◆ WHAT IS EXPECTED
Going through the listing below, work out how many lines include "overview" and give that number by itself.

◆ PROVIDED RECORDS
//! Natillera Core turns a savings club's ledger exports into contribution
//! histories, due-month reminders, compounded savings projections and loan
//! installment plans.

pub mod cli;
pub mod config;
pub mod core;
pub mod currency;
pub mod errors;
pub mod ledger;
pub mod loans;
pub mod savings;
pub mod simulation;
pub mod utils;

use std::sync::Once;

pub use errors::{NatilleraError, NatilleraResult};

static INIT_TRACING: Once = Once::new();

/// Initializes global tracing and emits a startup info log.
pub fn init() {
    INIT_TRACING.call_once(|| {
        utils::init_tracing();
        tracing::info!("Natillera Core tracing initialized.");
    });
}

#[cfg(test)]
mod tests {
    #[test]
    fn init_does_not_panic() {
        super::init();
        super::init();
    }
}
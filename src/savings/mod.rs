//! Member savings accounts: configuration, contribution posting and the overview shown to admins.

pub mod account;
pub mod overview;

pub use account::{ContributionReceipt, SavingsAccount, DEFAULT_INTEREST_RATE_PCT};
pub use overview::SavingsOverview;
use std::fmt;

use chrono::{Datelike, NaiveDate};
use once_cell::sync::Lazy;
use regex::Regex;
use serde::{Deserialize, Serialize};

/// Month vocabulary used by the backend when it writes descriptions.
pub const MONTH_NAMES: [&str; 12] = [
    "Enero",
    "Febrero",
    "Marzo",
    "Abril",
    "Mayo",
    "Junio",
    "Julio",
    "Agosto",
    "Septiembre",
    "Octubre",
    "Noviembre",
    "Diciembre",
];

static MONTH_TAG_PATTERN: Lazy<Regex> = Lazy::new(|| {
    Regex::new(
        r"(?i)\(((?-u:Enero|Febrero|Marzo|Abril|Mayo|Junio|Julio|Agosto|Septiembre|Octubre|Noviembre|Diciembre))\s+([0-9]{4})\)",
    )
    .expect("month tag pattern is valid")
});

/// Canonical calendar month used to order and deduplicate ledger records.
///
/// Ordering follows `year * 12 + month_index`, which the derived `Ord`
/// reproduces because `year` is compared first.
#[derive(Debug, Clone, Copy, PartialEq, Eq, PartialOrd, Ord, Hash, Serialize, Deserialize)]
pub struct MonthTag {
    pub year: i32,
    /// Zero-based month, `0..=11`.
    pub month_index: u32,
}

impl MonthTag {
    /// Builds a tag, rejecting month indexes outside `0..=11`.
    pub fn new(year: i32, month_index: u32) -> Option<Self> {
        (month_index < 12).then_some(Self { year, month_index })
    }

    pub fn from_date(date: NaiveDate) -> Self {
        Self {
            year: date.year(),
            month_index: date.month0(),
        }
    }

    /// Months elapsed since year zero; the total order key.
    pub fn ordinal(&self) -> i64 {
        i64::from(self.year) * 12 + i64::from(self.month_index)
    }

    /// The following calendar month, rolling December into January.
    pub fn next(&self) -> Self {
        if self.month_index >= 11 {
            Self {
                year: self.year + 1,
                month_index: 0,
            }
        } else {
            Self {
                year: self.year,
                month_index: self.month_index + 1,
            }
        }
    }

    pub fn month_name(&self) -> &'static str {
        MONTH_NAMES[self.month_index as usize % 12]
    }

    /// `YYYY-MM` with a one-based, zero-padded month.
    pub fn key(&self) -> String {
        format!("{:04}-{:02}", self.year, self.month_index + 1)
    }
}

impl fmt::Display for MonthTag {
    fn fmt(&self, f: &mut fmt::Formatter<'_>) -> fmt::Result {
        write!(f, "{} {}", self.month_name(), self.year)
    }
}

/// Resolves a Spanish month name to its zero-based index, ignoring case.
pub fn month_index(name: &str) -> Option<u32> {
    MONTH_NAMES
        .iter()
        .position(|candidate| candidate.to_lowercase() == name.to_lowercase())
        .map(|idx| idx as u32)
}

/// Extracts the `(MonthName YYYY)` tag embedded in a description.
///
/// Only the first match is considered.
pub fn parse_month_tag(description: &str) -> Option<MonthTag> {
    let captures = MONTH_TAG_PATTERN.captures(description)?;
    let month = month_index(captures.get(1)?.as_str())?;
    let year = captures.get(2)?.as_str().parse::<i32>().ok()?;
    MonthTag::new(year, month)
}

--

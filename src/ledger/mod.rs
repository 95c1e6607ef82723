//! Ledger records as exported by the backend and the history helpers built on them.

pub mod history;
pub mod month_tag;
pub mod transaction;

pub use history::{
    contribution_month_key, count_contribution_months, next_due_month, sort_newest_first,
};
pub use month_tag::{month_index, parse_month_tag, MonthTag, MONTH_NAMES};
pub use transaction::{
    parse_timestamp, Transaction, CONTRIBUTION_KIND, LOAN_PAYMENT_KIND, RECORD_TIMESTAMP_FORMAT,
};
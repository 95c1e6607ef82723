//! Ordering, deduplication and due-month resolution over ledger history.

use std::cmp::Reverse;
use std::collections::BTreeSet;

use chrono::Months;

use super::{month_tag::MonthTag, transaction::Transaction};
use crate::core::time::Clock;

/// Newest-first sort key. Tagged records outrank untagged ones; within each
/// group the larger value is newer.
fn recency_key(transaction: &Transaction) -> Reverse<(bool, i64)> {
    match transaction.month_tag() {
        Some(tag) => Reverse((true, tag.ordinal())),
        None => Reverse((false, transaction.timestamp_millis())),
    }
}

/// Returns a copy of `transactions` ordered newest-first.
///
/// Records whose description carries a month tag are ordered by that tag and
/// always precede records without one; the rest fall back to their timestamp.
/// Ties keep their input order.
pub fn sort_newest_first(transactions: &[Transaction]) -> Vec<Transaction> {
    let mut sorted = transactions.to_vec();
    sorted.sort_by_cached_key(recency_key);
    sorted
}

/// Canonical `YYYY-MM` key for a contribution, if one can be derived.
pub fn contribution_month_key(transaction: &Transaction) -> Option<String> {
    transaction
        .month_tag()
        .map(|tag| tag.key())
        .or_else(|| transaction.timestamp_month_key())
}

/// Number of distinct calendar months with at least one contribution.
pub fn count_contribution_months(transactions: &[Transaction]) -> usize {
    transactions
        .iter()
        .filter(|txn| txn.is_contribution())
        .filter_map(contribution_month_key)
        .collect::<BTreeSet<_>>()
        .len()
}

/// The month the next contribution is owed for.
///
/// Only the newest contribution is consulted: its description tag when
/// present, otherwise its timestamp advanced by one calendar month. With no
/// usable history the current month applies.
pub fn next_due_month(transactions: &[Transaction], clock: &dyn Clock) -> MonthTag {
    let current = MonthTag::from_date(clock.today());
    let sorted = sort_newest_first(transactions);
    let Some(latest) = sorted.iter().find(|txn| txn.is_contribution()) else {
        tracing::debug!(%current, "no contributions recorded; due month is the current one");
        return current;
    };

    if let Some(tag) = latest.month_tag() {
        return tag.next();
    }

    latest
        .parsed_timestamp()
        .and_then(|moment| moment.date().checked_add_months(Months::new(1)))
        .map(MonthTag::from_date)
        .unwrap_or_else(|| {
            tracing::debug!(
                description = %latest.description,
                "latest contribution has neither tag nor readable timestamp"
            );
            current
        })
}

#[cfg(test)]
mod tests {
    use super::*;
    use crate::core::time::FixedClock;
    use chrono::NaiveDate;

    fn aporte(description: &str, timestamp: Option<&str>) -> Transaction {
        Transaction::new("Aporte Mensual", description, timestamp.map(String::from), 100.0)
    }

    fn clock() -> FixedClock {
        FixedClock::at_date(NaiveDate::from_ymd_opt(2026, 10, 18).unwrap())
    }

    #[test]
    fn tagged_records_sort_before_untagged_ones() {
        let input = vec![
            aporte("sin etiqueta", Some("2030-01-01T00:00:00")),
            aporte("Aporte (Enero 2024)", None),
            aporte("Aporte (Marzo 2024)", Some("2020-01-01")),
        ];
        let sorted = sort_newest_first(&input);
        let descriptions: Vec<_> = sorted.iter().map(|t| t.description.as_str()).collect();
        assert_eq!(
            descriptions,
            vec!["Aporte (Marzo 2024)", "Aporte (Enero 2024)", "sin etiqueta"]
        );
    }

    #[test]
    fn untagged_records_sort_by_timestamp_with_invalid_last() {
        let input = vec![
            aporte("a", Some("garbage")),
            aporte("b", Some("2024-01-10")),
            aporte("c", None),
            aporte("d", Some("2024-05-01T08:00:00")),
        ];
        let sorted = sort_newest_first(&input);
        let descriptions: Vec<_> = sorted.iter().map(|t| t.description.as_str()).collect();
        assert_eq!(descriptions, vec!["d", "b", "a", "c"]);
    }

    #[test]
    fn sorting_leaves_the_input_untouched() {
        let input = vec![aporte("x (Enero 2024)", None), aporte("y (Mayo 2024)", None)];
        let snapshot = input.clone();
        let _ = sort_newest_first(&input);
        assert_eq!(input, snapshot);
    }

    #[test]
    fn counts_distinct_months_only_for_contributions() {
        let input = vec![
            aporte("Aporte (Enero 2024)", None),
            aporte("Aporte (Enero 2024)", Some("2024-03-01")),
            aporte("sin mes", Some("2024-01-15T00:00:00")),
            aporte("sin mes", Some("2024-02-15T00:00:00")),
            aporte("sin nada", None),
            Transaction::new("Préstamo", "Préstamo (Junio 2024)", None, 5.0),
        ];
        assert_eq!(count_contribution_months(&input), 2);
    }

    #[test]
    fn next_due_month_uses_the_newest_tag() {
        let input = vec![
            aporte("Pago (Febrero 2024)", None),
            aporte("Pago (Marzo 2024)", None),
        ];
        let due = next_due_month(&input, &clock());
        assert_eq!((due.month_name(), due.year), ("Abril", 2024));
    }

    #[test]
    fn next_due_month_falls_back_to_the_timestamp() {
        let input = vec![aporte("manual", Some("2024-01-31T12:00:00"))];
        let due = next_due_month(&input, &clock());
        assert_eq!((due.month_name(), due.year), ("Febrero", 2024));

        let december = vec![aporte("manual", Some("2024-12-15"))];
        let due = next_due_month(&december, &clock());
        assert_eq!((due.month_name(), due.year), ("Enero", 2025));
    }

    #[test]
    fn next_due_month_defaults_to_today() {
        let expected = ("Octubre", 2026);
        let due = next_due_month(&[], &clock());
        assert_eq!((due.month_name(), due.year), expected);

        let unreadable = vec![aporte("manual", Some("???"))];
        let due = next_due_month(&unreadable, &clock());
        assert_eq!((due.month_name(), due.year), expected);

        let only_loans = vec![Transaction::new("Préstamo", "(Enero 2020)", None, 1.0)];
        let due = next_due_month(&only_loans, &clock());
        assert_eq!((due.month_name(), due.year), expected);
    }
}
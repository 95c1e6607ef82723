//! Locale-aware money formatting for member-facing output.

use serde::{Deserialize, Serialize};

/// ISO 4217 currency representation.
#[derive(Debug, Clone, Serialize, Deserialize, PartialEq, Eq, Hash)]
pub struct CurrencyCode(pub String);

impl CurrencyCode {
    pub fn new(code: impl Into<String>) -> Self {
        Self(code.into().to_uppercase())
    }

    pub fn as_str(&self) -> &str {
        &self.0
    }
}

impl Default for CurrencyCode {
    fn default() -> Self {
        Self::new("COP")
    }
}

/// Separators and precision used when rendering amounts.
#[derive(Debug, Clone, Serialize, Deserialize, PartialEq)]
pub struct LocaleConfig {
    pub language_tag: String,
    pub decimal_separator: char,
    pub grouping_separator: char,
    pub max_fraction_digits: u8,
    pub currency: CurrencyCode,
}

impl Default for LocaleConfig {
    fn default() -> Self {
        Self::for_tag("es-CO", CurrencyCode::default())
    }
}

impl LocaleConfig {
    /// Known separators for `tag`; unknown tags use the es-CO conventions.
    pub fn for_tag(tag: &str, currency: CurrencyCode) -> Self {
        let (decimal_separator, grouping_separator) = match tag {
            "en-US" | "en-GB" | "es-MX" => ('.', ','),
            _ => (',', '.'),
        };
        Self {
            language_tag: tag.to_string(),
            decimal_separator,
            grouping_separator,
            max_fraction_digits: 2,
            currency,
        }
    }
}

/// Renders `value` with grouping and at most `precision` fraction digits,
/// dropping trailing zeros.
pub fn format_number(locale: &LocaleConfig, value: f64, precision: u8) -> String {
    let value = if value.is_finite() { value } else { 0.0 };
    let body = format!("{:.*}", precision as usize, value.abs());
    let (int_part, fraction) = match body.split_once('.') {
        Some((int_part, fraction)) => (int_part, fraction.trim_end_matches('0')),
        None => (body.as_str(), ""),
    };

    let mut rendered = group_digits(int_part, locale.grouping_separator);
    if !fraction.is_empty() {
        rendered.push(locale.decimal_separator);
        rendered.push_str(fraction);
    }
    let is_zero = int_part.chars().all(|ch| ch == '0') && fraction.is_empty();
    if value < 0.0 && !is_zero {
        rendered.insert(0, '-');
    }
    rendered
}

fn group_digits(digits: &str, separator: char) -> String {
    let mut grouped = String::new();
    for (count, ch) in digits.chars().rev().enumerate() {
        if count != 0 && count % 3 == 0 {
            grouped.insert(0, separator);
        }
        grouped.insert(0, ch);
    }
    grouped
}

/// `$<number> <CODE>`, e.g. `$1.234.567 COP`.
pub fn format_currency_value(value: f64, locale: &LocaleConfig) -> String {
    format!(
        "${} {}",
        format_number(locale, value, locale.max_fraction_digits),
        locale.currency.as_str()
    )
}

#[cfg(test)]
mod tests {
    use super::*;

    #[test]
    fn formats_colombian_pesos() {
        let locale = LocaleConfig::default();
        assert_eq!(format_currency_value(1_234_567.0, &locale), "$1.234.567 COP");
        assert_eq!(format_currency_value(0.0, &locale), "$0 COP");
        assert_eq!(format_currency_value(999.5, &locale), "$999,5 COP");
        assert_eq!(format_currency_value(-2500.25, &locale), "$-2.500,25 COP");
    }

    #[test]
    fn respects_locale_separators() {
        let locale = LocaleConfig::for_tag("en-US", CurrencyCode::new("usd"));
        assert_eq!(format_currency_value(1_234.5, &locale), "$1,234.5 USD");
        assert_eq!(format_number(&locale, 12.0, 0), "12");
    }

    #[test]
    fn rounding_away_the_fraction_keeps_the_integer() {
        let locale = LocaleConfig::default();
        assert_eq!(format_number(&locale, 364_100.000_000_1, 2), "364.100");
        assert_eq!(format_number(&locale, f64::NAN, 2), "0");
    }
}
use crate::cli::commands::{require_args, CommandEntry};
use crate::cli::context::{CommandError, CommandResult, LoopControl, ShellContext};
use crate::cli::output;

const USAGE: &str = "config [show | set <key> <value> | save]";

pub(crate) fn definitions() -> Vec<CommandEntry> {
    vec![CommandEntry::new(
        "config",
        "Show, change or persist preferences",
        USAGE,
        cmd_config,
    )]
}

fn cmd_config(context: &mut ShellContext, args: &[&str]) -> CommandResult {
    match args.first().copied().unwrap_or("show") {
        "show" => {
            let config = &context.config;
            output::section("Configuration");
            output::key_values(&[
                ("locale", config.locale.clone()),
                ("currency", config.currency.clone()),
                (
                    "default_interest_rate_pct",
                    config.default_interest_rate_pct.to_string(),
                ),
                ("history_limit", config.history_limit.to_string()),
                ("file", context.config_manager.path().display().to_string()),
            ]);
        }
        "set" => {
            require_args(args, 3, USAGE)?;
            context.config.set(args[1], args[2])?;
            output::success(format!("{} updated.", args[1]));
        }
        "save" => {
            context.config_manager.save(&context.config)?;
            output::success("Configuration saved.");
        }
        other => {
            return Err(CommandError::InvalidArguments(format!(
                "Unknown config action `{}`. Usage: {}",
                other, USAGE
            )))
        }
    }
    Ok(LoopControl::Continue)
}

◆ RESPONSE TO THIS TASK
3